人間以外の「褒められて喜ぶ動物」といえば、やはり「犬」だろう。数万年前からヒトと暮らしていた形跡があるそうで、人間は犬を牧羊や狩に使い、餌をあげる。そして犬は、人間の役に立ちご飯をもらう。お互いを必要として助けあう関係性ができて長いので、あの愛くるしい瞳の生き物は「人間が喜ぶことをして、褒められれば餌が貰える」と理解している。他人を幸せにすることが、自分の生存=幸せに繋がるのだと本能で知っているのだ。

他人を褒めることは、自分を幸せにすることと同じなのかもしれない。

褒めるのが苦手、どうしたらいいの?という場合は、素直に「良いな、素敵だな」と感じたことをシンプルに相手に伝えるだけでいい。苦手で不安であれば、身近にあるモノを褒めてみてもいい。「この靴履きやすくていいな。」とか、この映画の音楽がいいな、このスマホのCPUスゴい、など、なんでも口に出していると、そのうち褒め上手になってくる。

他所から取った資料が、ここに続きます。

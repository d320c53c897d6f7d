//! Tab lifecycle: write-back, reset, hydrate.
//!
//! `SessionManager` owns the record collection and the single working
//! state. Every operation here runs to completion before returning, so a
//! caller driving it from one UI thread never observes a half-switched
//! state.

use crate::backend::{FetchEvent, FetchEventKind, FetchRequest};
use super::error::SessionError;
use super::record::{SessionCollection, SessionId, SessionMeta, SessionRecord, DEFAULT_PROTOCOL};
use super::search;
use super::working::WorkingState;

/// Where a tab operation left things.
#[derive(Debug, Default, Clone, PartialEq)]
pub struct SwitchOutcome {
    pub active: Option<SessionId>,
    /// Sub-fields that failed validation on hydrate and were reset.
    pub recovered: Vec<SessionError>,
}

#[derive(Debug)]
pub struct SessionManager {
    sessions: SessionCollection,
    working: WorkingState,
    // False after a failed switch: the working state was reset and no
    // longer mirrors the active record, so write-back must skip it.
    attached: bool,
    // Protocol preselected in the connect form of tabs minted here.
    default_protocol: String,
}

impl Default for SessionManager {
    fn default() -> Self {
        Self::new()
    }
}

enum Route {
    Working,
    Record,
}

impl SessionManager {
    /// One empty "Tab 1", active.
    pub fn new() -> Self {
        Self::with_protocol(DEFAULT_PROTOCOL)
    }

    /// Like `new`, with `protocol` preselected in every tab this manager
    /// creates.
    pub fn with_protocol(protocol: impl Into<String>) -> Self {
        let mut manager = Self::empty();
        manager.default_protocol = protocol.into();
        manager.open_fresh(1);
        manager
    }

    /// No tabs at all.
    pub fn empty() -> Self {
        Self {
            sessions: SessionCollection::new(),
            working: WorkingState::new(),
            attached: false,
            default_protocol: DEFAULT_PROTOCOL.to_string(),
        }
    }

    pub fn default_protocol(&self) -> &str { &self.default_protocol }

    /// Applies to tabs created from now on; existing records keep theirs.
    pub fn set_default_protocol(&mut self, protocol: impl Into<String>) {
        self.default_protocol = protocol.into();
    }

    // Append an empty record, make it active and mirror its connection in
    // the (already reset) working state.
    fn open_fresh(&mut self, id: SessionId) {
        let mut record = SessionRecord::empty(id);
        record.connection.protocol = self.default_protocol.clone();
        self.working.set_connect_form(record.connection.protocol.clone(), "");
        self.sessions.push(record);
        self.sessions.set_active(Some(id));
        self.attached = true;
    }

    /// Rebuild from previously captured records (e.g. deserialized JSON),
    /// activating the first. Records repeating an earlier id are skipped.
    pub fn from_records(records: impl IntoIterator<Item = SessionRecord>) -> (Self, SwitchOutcome) {
        let mut manager = Self::empty();
        for record in records {
            if manager.sessions.contains(record.id) {
                log::warn!("skipping duplicate session id {}", record.id);
                continue;
            }
            manager.sessions.push(record);
        }
        let outcome = match manager.sessions.first_id() {
            Some(first) => manager.hydrate(first).unwrap_or_default(),
            None => SwitchOutcome::default(),
        };
        (manager, outcome)
    }

    pub fn active_id(&self) -> Option<SessionId> { self.sessions.active_id() }
    pub fn len(&self) -> usize { self.sessions.len() }
    pub fn is_empty(&self) -> bool { self.sessions.is_empty() }
    pub fn collection(&self) -> &SessionCollection { &self.sessions }
    pub fn working(&self) -> &WorkingState { &self.working }
    pub fn working_mut(&mut self) -> &mut WorkingState { &mut self.working }

    /// Stored snapshot. For the active session this is whatever was last
    /// written back; the live view is `working()`.
    pub fn record(&self, id: SessionId) -> Option<&SessionRecord> {
        self.sessions.get(id)
    }

    /// Tab bar entries in display order.
    pub fn sessions(&self) -> Vec<SessionMeta> {
        let active = self.sessions.active_id();
        self.sessions
            .records()
            .iter()
            .map(|r| {
                let is_active = Some(r.id) == active;
                let database = if is_active && self.attached {
                    self.working.connection().selected_database.clone()
                } else {
                    r.connection.selected_database.clone()
                };
                SessionMeta { id: r.id, title: r.title.clone(), active: is_active, database }
            })
            .collect()
    }

    // Step 1 + 2: move the working state into the active record, leaving
    // it reset. With nothing attached this is just the reset.
    fn write_back(&mut self) {
        if let Some(active) = self.sessions.active_id()
            && self.attached
            && let Some(record) = self.sessions.get_mut(active)
        {
            self.working.write_back(record);
        } else {
            self.working.reset();
        }
        self.attached = false;
    }

    // Step 3 + 4.
    fn hydrate(&mut self, id: SessionId) -> Result<SwitchOutcome, SessionError> {
        let Some(record) = self.sessions.get(id) else {
            log::warn!("switch aborted: session {} not found", id);
            return Err(SessionError::SessionNotFound(id));
        };
        let recovered = self.working.hydrate(record);
        self.sessions.set_active(Some(id));
        self.attached = true;
        Ok(SwitchOutcome { active: Some(id), recovered })
    }

    /// Save the active tab, then load `id` into the working state.
    ///
    /// If `id` does not exist the working state stays reset and the active
    /// id is unchanged; `switch_to(active)` restores it.
    pub fn switch_to(&mut self, id: SessionId) -> Result<SwitchOutcome, SessionError> {
        let from = self.sessions.active_id();
        self.write_back();
        let outcome = self.hydrate(id)?;
        log::info!("switched session {:?} -> {}", from, id);
        Ok(outcome)
    }

    /// Append a fresh tab and make it active. Returns its id.
    pub fn create_session(&mut self) -> SessionId {
        self.write_back();
        let id = self.sessions.next_id();
        self.open_fresh(id);
        log::info!("created session {}", id);
        id
    }

    pub fn close_session(&mut self, id: SessionId) -> Result<SwitchOutcome, SessionError> {
        if !self.sessions.contains(id) {
            log::warn!("close aborted: session {} not found", id);
            return Err(SessionError::SessionNotFound(id));
        }
        let was_active = self.sessions.active_id() == Some(id);
        if was_active {
            self.write_back();
        }
        self.sessions.remove(id);
        log::info!("closed session {}", id);

        if !was_active {
            return Ok(SwitchOutcome { active: self.sessions.active_id(), recovered: Vec::new() });
        }
        match self.sessions.first_id() {
            Some(next) => self.hydrate(next),
            None => {
                self.sessions.set_active(None);
                self.working.reset();
                Ok(SwitchOutcome::default())
            }
        }
    }

    /// Point the active tab at `url` and describe the fetch that should
    /// follow. `None` when no tab is active.
    pub fn select_database(&mut self, url: &str) -> Option<FetchRequest> {
        let session = self.sessions.active_id()?;
        if !self.attached {
            return None;
        }
        self.working.select_database(url);
        log::info!("session {} selected database {}", session, url);
        Some(FetchRequest { session, database: url.to_string() })
    }

    fn route(&self, session: SessionId, database: &str) -> Option<Route> {
        let is_active = self.sessions.active_id() == Some(session) && self.attached;
        let selected = if is_active {
            self.working.connection().selected_database.as_deref()
        } else {
            self.sessions.get(session)?.connection.selected_database.as_deref()
        };
        if selected != Some(database) {
            return None;
        }
        Some(if is_active { Route::Working } else { Route::Record })
    }

    /// Merge one backend result into whichever place currently owns the
    /// session's catalog. Results for closed tabs or for a database the tab
    /// has since moved away from are dropped.
    pub fn apply_fetch(&mut self, event: FetchEvent) -> Result<(), SessionError> {
        let FetchEvent { session, database, kind } = event;
        let Some(route) = self.route(session, &database) else {
            log::debug!("dropping stale fetch result for session {} ({})", session, database);
            return Ok(());
        };

        match kind {
            FetchEventKind::SchemaFailed { reason } => {
                log::warn!("schema fetch failed for session {}: {}", session, reason);
                return Err(SessionError::SchemaFetchFailed { session, database, reason });
            }
            FetchEventKind::EntityFailed { key, reason } => {
                log::warn!("entity fetch for `{}` failed in session {}: {}", key, session, reason);
                return Err(SessionError::EntityFetchFailed { session, key, reason });
            }
            FetchEventKind::Finished => {
                log::debug!("catalog fetch finished for session {}", session);
                return Ok(());
            }
            _ => {}
        }

        match route {
            Route::Working => {
                let w = &mut self.working;
                match kind {
                    FetchEventKind::Schema(listing) => w.apply_schema(listing),
                    FetchEventKind::LabelEntities { label, entities } => w.merge_label_entities(&label, entities),
                    FetchEventKind::TypeEntities { rel_type, entities } => w.merge_type_entities(&rel_type, entities),
                    _ => {}
                }
            }
            Route::Record => {
                let Some(record) = self.sessions.get_mut(session) else { return Ok(()) };
                match kind {
                    FetchEventKind::Schema(listing) => record.catalog.apply_schema(listing),
                    FetchEventKind::LabelEntities { label, entities } => record.catalog.merge_label_entities(&label, entities),
                    FetchEventKind::TypeEntities { rel_type, entities } => record.catalog.merge_type_entities(&rel_type, entities),
                    _ => {}
                }
                record.ui.search_results = search::search(&record.ui.search_query, &record.catalog);
            }
        }
        log::debug!("merged fetch result into session {}", session);
        Ok(())
    }
}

注意が要るのは、初対面や興味のない相手に身体的な外見について言われることを不快に感じるひともいること。「可愛いですね、スタイル良いですね」などは、避けたほうが無難かもしれない。会話をしながら、そのひとの好きなものや、話しの内容を褒めたり、服や持ち物をみて「良いですね」と言うだけで、まずは充分だ。

それから無理に褒めないこと。「素敵だな」と思うことを口にする、それだけ。モテ講座などで「相手を褒めましょう」と教えるところがあるけれど、あれは言葉が足りない。無理に褒める必要はなく、いいなと思うことを言語化して他人に伝えればいいのだ。無理やり褒めていると、だんだん辛くなるし、言葉の重みがなくなってくる。

あなたの何気ない褒め言葉が、誰かにとっては本当にありがたい励ましになったり、幸せに繋がったりする。最近褒めてないな、とお心あたりがありましたら、ぜひお褒めください。